Going back to the beginning

One of my favorite and most oft quoted bits from the Princess Bride is that “When the job went wrong you went back to the beginning” (I also frequently misquote it as “when a job goes bad, you go back to the beginning. Well, this is the beginning…” Poetic license?).

There may actually be truth in that advice.

When I first started scribbling stories with the intent of publishing, I didn’t have the trappings of fancy technology around me. My process was simple, because it was the process I could afford. I filled a marble notebook by hand. When I reached a significant volume or stopping point, I would take those stories and type them up into my computer. The beauty of this arrangement, as Ben Sherlock points out, is that in the process of transferring handwritten words to typed, your internal editor has an opportunity to massage what is being transcribed, to clean it up a  bit. That makes for a typed draft that has already passed the first phase of the editorial process, which is nice.

This wasn’t good enough for me. I referred to this as the process I could afford, but it wasn’t the one I thought would be ideal. This was a time when that dream machine, the laptop, the icon of mobile word smithing, was over two thousand dollars, far outside my budget fresh out of college. To that end I bought a palm pilot, and when that proved insufficient, the add-on, fold out keyboard (I was commuting by train at the time, so that worked for me). And there began the beginning of my downfall. My notebooks began to suffer – after all, now I could push text straight from my brain to a 3×5 inch screen, who needed that extra step on purpose?

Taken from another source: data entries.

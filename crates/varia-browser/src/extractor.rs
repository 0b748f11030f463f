//! Page extraction capabilities consumed by the worker pool.
//!
//! Two variants exist: [`SnapshotExtractor`] assumes the account format is
//! already set and verifies the page shows it before reading, while
//! [`FormatCyclingExtractor`] switches formats itself through in-page
//! controls and captures every variant of a target in one visit.

use crate::actions::{js_string, BrowserActions};
use crate::error::{BrowserError, Result};
use crate::session::Session;
use async_trait::async_trait;
use serde::Deserialize;
use std::time::{Duration, Instant};
use varia_core::{Format, Locator, ResultTree, SelectorConfig, Snippet};

/// Polling interval while waiting for a page to converge on a format.
const FORMAT_POLL: Duration = Duration::from_millis(200);

/// Reads one target into a partial result.
#[async_trait]
pub trait PageExtractor: Send {
    /// Extract every item on `target`.
    ///
    /// With `expected` set, the page must converge to that format within the
    /// bounded wait or [`BrowserError::FormatMismatch`] is returned.
    async fn extract(&mut self, target: &Locator, expected: Option<&Format>) -> Result<ResultTree>;

    /// Release the underlying execution context.
    async fn close(&mut self) -> Result<()> {
        Ok(())
    }
}

/// Creates one isolated execution context per worker.
#[async_trait]
pub trait ContextFactory: Send + Sync {
    /// The per-worker extractor.
    type Context: PageExtractor + 'static;

    /// Create the context for `worker_id`, cloned from `session` when given.
    async fn create(&self, worker_id: usize, session: Option<&Session>) -> Result<Self::Context>;
}

/// Item as reported by the in-page collection script.
#[derive(Debug, Deserialize)]
struct RawItem {
    name: String,
    code: String,
    dark_mode: bool,
    downloadable: bool,
    preview: bool,
}

/// Script collecting every item on the page.
fn items_script(selectors: &SelectorConfig) -> String {
    format!(
        "(() => Array.from(document.querySelectorAll({item})).map(el => {{ \
           const code = el.querySelector({code}); \
           return {{ \
             name: el.getAttribute({name}) || '', \
             code: code ? code.textContent : '', \
             dark_mode: el.hasAttribute({dark}), \
             downloadable: el.hasAttribute({download}), \
             preview: el.hasAttribute({preview}) \
           }}; \
         }}))()",
        item = js_string(&selectors.item),
        code = js_string(&selectors.code),
        name = js_string(&selectors.item_name_attr),
        dark = js_string(&selectors.dark_mode_attr),
        download = js_string(&selectors.downloadable_attr),
        preview = js_string(&selectors.preview_attr),
    )
}

/// Script reading the format key the page currently shows.
fn format_script(selectors: &SelectorConfig) -> String {
    format!(
        "(() => {{ const el = document.querySelector({marker}); \
         return el ? el.getAttribute({attr}) : null; }})()",
        marker = js_string(&selectors.format_marker),
        attr = js_string(&selectors.format_marker_attr),
    )
}

/// The format the page currently shows, if it shows a parsable one.
pub async fn observed_format<A: BrowserActions + ?Sized>(
    page: &A,
    selectors: &SelectorConfig,
) -> Result<Option<Format>> {
    let value = page.evaluate(&format_script(selectors)).await?;
    Ok(value.as_str().and_then(|key| key.parse().ok()))
}

/// Poll until the page shows `expected`, failing after `wait`.
pub async fn await_format<A: BrowserActions + ?Sized>(
    page: &A,
    selectors: &SelectorConfig,
    expected: &Format,
    wait: Duration,
) -> Result<()> {
    let deadline = Instant::now() + wait;
    loop {
        let observed = observed_format(page, selectors).await?;
        if observed.as_ref() == Some(expected) {
            return Ok(());
        }
        if Instant::now() >= deadline {
            return Err(BrowserError::FormatMismatch {
                expected: expected.key(),
                observed: observed.map_or_else(|| "nothing".to_string(), |f| f.key()),
            });
        }
        tokio::time::sleep(FORMAT_POLL).await;
    }
}

async fn read_items<A: BrowserActions + ?Sized>(
    page: &A,
    selectors: &SelectorConfig,
) -> Result<Vec<RawItem>> {
    let value = page.evaluate(&items_script(selectors)).await?;
    serde_json::from_value(value).map_err(|e| BrowserError::Script(e.to_string()))
}

fn insert_items(tree: &mut ResultTree, target: &Locator, format: &Format, items: Vec<RawItem>) {
    let path = target.tree_path();
    for item in items {
        if item.name.is_empty() {
            tracing::debug!("Skipping unnamed item on {}", target);
            continue;
        }
        tree.insert_snippet(
            &path,
            &item.name,
            Snippet {
                code: item.code,
                framework: format.framework,
                version: format.version,
                mode: format.mode,
                dark_mode: item.dark_mode,
                downloadable: item.downloadable,
            },
        );
    }
}

/// Reads a target under the format that is already globally active.
pub struct SnapshotExtractor<A> {
    page: A,
    selectors: SelectorConfig,
    format_wait: Duration,
}

impl<A: BrowserActions> SnapshotExtractor<A> {
    pub fn new(page: A, selectors: SelectorConfig, format_wait: Duration) -> Self {
        Self {
            page,
            selectors,
            format_wait,
        }
    }

    /// The wrapped page.
    pub fn page(&self) -> &A {
        &self.page
    }
}

#[async_trait]
impl<A: BrowserActions + 'static> PageExtractor for SnapshotExtractor<A> {
    async fn extract(&mut self, target: &Locator, expected: Option<&Format>) -> Result<ResultTree> {
        self.page.navigate(target.as_str()).await?;

        let format = match expected {
            Some(format) => {
                await_format(&self.page, &self.selectors, format, self.format_wait).await?;
                *format
            }
            None => observed_format(&self.page, &self.selectors)
                .await?
                .ok_or_else(|| BrowserError::FormatMismatch {
                    expected: "any".to_string(),
                    observed: "nothing".to_string(),
                })?,
        };

        let items = read_items(&self.page, &self.selectors).await?;
        tracing::debug!("Read {} items from {} as {}", items.len(), target, format);

        let mut tree = ResultTree::new();
        insert_items(&mut tree, target, &format, items);
        Ok(tree)
    }
}

/// Visits a target once and captures it under every format in turn.
///
/// The anonymous source reports a baseline entry on every page that belongs
/// to no format: it is flagged preview and is not downloadable. Such items
/// are dropped here.
pub struct FormatCyclingExtractor<A> {
    page: A,
    selectors: SelectorConfig,
    format_wait: Duration,
    formats: Vec<Format>,
}

impl<A: BrowserActions> FormatCyclingExtractor<A> {
    pub fn new(page: A, selectors: SelectorConfig, format_wait: Duration, formats: Vec<Format>) -> Self {
        Self {
            page,
            selectors,
            format_wait,
            formats,
        }
    }

    /// The wrapped page.
    pub fn page(&self) -> &A {
        &self.page
    }

    fn option_selector(&self, format: &Format) -> String {
        self.selectors.format_option.replace("{key}", &format.key())
    }
}

#[async_trait]
impl<A: BrowserActions + 'static> PageExtractor for FormatCyclingExtractor<A> {
    async fn extract(&mut self, target: &Locator, _expected: Option<&Format>) -> Result<ResultTree> {
        self.page.navigate(target.as_str()).await?;

        let mut tree = ResultTree::new();
        for format in &self.formats {
            if observed_format(&self.page, &self.selectors).await?.as_ref() != Some(format) {
                self.page.click(&self.option_selector(format)).await?;
                await_format(&self.page, &self.selectors, format, self.format_wait).await?;
            }

            let items: Vec<RawItem> = read_items(&self.page, &self.selectors)
                .await?
                .into_iter()
                .filter(|item| item.downloadable || !item.preview)
                .collect();
            tracing::debug!("Read {} items from {} as {}", items.len(), target, format);
            insert_items(&mut tree, target, format, items);
        }
        Ok(tree)
    }
}
//! Best-effort persistence of the authenticated session.
//!
//! Failures never abort a run: a missing or unreadable blob means a fresh
//! login, and a failed save only costs a login on the next run.

use chrono::Utc;
use std::path::{Path, PathBuf};
use varia_browser::Session;

/// Session blob on local disk.
#[derive(Debug, Clone)]
pub struct SessionStore {
    path: PathBuf,
}

impl SessionStore {
    pub fn new(path: impl Into<PathBuf>) -> Self {
        Self { path: path.into() }
    }

    /// Location of the blob.
    pub fn path(&self) -> &Path {
        &self.path
    }

    /// Read the stored session, if there is a usable one. Expired cookies are
    /// dropped; a session left with none loads as nothing.
    pub fn load(&self) -> Option<Session> {
        let contents = match std::fs::read_to_string(&self.path) {
            Ok(contents) => contents,
            Err(e) if e.kind() == std::io::ErrorKind::NotFound => {
                tracing::debug!("No stored session at {}", self.path.display());
                return None;
            }
            Err(e) => {
                tracing::warn!("Could not read session {}: {}", self.path.display(), e);
                return None;
            }
        };

        match serde_json::from_str::<Session>(&contents).map(|s| s.without_expired(Utc::now())) {
            Ok(session) if session.is_empty() => {
                tracing::debug!("Stored session has no live cookies");
                None
            }
            Ok(session) => {
                tracing::debug!(
                    "Loaded session with {} cookies saved at {}",
                    session.cookies.len(),
                    session.saved_at
                );
                Some(session)
            }
            Err(e) => {
                tracing::warn!("Ignoring corrupt session {}: {}", self.path.display(), e);
                None
            }
        }
    }

    /// Persist `session`. Returns whether the write succeeded.
    pub fn save(&self, session: &Session) -> bool {
        match self.try_save(session) {
            Ok(()) => {
                tracing::info!("Session saved to {}", self.path.display());
                true
            }
            Err(e) => {
                tracing::warn!("Could not save session to {}: {}", self.path.display(), e);
                false
            }
        }
    }

    fn try_save(&self, session: &Session) -> std::io::Result<()> {
        if let Some(parent) = self.path.parent() {
            std::fs::create_dir_all(parent)?;
        }
        let json = serde_json::to_string_pretty(session).map_err(std::io::Error::other)?;
        std::fs::write(&self.path, json)
    }
}
//! Shared types used across the Varia workspace.
//!
//! This module defines the format dimensions, the [`Format`] combination
//! value, source categories, validated target locators and snippets.

use crate::error::VariaError;
use serde::{Deserialize, Serialize};
use std::fmt;
use std::str::FromStr;

/// Target framework a snippet is rendered for.
#[derive(Debug, Clone, Copy, PartialEq, Eq, Hash, PartialOrd, Ord, Serialize, Deserialize)]
#[serde(rename_all = "snake_case")]
pub enum Framework {
    /// Plain HTML markup
    Html,
    /// React components
    React,
    /// Vue components
    Vue,
}

impl Framework {
    /// All frameworks in declaration order.
    pub const ALL: [Self; 3] = [Self::Html, Self::React, Self::Vue];

    /// Canonical lowercase key.
    #[must_use]
    pub fn as_str(self) -> &'static str {
        match self {
            Self::Html => "html",
            Self::React => "react",
            Self::Vue => "vue",
        }
    }
}

/// Major version of the styling library a snippet targets.
#[derive(Debug, Clone, Copy, PartialEq, Eq, Hash, PartialOrd, Ord, Serialize, Deserialize)]
#[serde(rename_all = "snake_case")]
pub enum MajorVersion {
    /// Version 3
    V3,
    /// Version 4
    V4,
}

impl MajorVersion {
    /// All versions in declaration order.
    pub const ALL: [Self; 2] = [Self::V3, Self::V4];

    /// Canonical lowercase key.
    #[must_use]
    pub fn as_str(self) -> &'static str {
        match self {
            Self::V3 => "v3",
            Self::V4 => "v4",
        }
    }
}

/// Color scheme a snippet is rendered in.
#[derive(Debug, Clone, Copy, PartialEq, Eq, Hash, PartialOrd, Ord, Serialize, Deserialize)]
#[serde(rename_all = "snake_case")]
pub enum ThemeMode {
    /// Light color scheme
    Light,
    /// Dark color scheme
    Dark,
    /// Follows the system preference
    System,
}

impl ThemeMode {
    /// All modes in declaration order.
    pub const ALL: [Self; 3] = [Self::Light, Self::Dark, Self::System];

    /// Canonical lowercase key.
    #[must_use]
    pub fn as_str(self) -> &'static str {
        match self {
            Self::Light => "light",
            Self::Dark => "dark",
            Self::System => "system",
        }
    }
}

/// One combination of output-variant dimensions.
///
/// `mode` is `None` for categories whose items have no theme mode.
#[derive(Debug, Clone, Copy, PartialEq, Eq, Hash, Serialize, Deserialize)]
pub struct Format {
    /// Target framework
    pub framework: Framework,
    /// Major library version
    pub version: MajorVersion,
    /// Theme mode, absent for unthemed categories
    pub mode: Option<ThemeMode>,
}

impl Format {
    /// Create a new format.
    #[must_use]
    pub fn new(framework: Framework, version: MajorVersion, mode: Option<ThemeMode>) -> Self {
        Self {
            framework,
            version,
            mode,
        }
    }

    /// Canonical string key derived from every dimension, e.g. `react-v4-dark`.
    #[must_use]
    pub fn key(&self) -> String {
        match self.mode {
            Some(mode) => format!(
                "{}-{}-{}",
                self.framework.as_str(),
                self.version.as_str(),
                mode.as_str()
            ),
            None => format!("{}-{}", self.framework.as_str(), self.version.as_str()),
        }
    }

    /// Number of dimensions whose values differ between two formats.
    #[must_use]
    pub fn distance(&self, other: &Self) -> usize {
        usize::from(self.framework != other.framework)
            + usize::from(self.version != other.version)
            + usize::from(self.mode != other.mode)
    }

    /// Drop the mode dimension when the category has none.
    #[must_use]
    pub fn for_category(mut self, category: Category) -> Self {
        if !category.has_theme_modes() {
            self.mode = None;
        }
        self
    }
}

impl fmt::Display for Format {
    fn fmt(&self, f: &mut fmt::Formatter<'_>) -> fmt::Result {
        write!(f, "{}", self.key())
    }
}

impl FromStr for Format {
    type Err = VariaError;

    fn from_str(s: &str) -> Result<Self, Self::Err> {
        let invalid = || VariaError::Validation(format!("invalid format key '{s}'"));
        let mut parts = s.split('-');

        let framework = match parts.next() {
            Some(part) => Framework::ALL
                .into_iter()
                .find(|f| f.as_str() == part)
                .ok_or_else(invalid)?,
            None => return Err(invalid()),
        };
        let version = match parts.next() {
            Some(part) => MajorVersion::ALL
                .into_iter()
                .find(|v| v.as_str() == part)
                .ok_or_else(invalid)?,
            None => return Err(invalid()),
        };
        let mode = match parts.next() {
            Some(part) => Some(
                ThemeMode::ALL
                    .into_iter()
                    .find(|m| m.as_str() == part)
                    .ok_or_else(invalid)?,
            ),
            None => None,
        };

        if parts.next().is_some() {
            return Err(invalid());
        }

        Ok(Self::new(framework, version, mode))
    }
}

/// Source category of the extracted items.
#[derive(Debug, Clone, Copy, PartialEq, Eq, Hash, Serialize, Deserialize)]
#[serde(rename_all = "snake_case")]
pub enum Category {
    /// Application UI components
    ApplicationUi,
    /// Marketing page sections
    Marketing,
    /// Ecommerce components (no theme modes)
    Ecommerce,
}

impl Category {
    /// Whether items of this category are served in several theme modes.
    #[must_use]
    pub fn has_theme_modes(self) -> bool {
        !matches!(self, Self::Ecommerce)
    }

    /// Canonical kebab-case key, also used as the output file stem.
    #[must_use]
    pub fn as_str(self) -> &'static str {
        match self {
            Self::ApplicationUi => "application-ui",
            Self::Marketing => "marketing",
            Self::Ecommerce => "ecommerce",
        }
    }
}

impl fmt::Display for Category {
    fn fmt(&self, f: &mut fmt::Formatter<'_>) -> fmt::Result {
        f.write_str(self.as_str())
    }
}

/// Newtype for target page locators with validation.
///
/// Locators must be absolute `http`/`https` URLs with at least three path
/// segments; the last three name the group, subgroup and sub-subgroup the
/// page's items are filed under.
#[derive(Debug, Clone, PartialEq, Eq, Hash, Serialize, Deserialize)]
#[serde(try_from = "String", into = "String")]
pub struct Locator(String);

impl Locator {
    /// Create a new `Locator` from a string.
    ///
    /// # Errors
    /// Returns error if the string is not an http(s) URL with at least three
    /// path segments.
    pub fn new(url: impl Into<String>) -> Result<Self, VariaError> {
        let url = url.into();
        Self::validate(&url)?;
        Ok(Self(url))
    }

    /// Get the inner string value.
    #[must_use]
    pub fn as_str(&self) -> &str {
        &self.0
    }

    /// The group, subgroup and sub-subgroup names for this page.
    #[must_use]
    pub fn tree_path(&self) -> [String; 3] {
        let segments = Self::segments(&self.0);
        let n = segments.len();
        [
            segments[n - 3].clone(),
            segments[n - 2].clone(),
            segments[n - 1].clone(),
        ]
    }

    fn segments(url: &str) -> Vec<String> {
        url::Url::parse(url)
            .ok()
            .and_then(|u| {
                u.path_segments()
                    .map(|segs| segs.filter(|s| !s.is_empty()).map(String::from).collect())
            })
            .unwrap_or_default()
    }

    fn validate(url: &str) -> Result<(), VariaError> {
        let parsed = url::Url::parse(url)
            .map_err(|e| VariaError::Validation(format!("invalid locator '{url}': {e}")))?;

        if !matches!(parsed.scheme(), "http" | "https") {
            return Err(VariaError::Validation(format!(
                "invalid locator '{url}': scheme must be http or https"
            )));
        }

        if Self::segments(url).len() < 3 {
            return Err(VariaError::Validation(format!(
                "invalid locator '{url}': needs at least three path segments"
            )));
        }

        Ok(())
    }
}

impl TryFrom<String> for Locator {
    type Error = VariaError;

    fn try_from(value: String) -> Result<Self, Self::Error> {
        Self::new(value)
    }
}

impl From<Locator> for String {
    fn from(locator: Locator) -> Self {
        locator.0
    }
}

impl fmt::Display for Locator {
    fn fmt(&self, f: &mut fmt::Formatter<'_>) -> fmt::Result {
        write!(f, "{}", self.0)
    }
}

/// One code variant of one item under one format.
#[derive(Debug, Clone, PartialEq, Eq, Serialize, Deserialize)]
pub struct Snippet {
    /// Source code of the variant
    pub code: String,
    /// Framework the code is written for
    pub framework: Framework,
    /// Library major version
    pub version: MajorVersion,
    /// Theme mode, absent for unthemed categories
    pub mode: Option<ThemeMode>,
    /// Whether the item renders in dark colors
    pub dark_mode: bool,
    /// Whether the source offered this variant for download
    pub downloadable: bool,
}

impl Snippet {
    /// The format this snippet was captured under.
    #[must_use]
    pub fn format(&self) -> Format {
        Format::new(self.framework, self.version, self.mode)
    }
}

Over time, I ended up with the laptop, as well as future iterations of technology designed to help me (or so I thought) get words into order quicker so I could turn a story around faster. But for all of that progress technologically, I still have only a few finished books (inadmissible to even the best of my friends or family) and nothing published. Removing those filters between brain and screen has done nothing to help my productivity or salability.

Notebook pageFor this long weekend, at least, I’ve gone back to the beginning. Starting Wednesday after work, I haven’t touched a computer except to make this blog post. I’ve only penned six hand written pages of notes, excerpts, and brain storming, and yet that’s actually more progress than I’ve made in the last few weeks.

Maybe this fad, too, will pass. Or maybe I will find myself like Jerry Fletcher in Conspiracy Theory, my walls lined with a madman’s collection of marble notebooks filled in tight script during a fit of hypergraphia. What I am sure of is that those plots points that have been out of my reach, the goal posts between the significant turning points, are finally being filled in. There is an indescribable euphoria to fighting back the first moments of sleep as you scribble down your latest crazy idea to see if it sounds as good on paper as it did in your head – and then to discover not only does it sound great, but that this opens up all kinds of doors that you must record now before they too are lost to you. Even if your bed partner is now standing beside the bed, tapping their foot, waiting for you to maybe move so they can lay down where you have a notebook spread out.

Hope you’re having a good weekend too!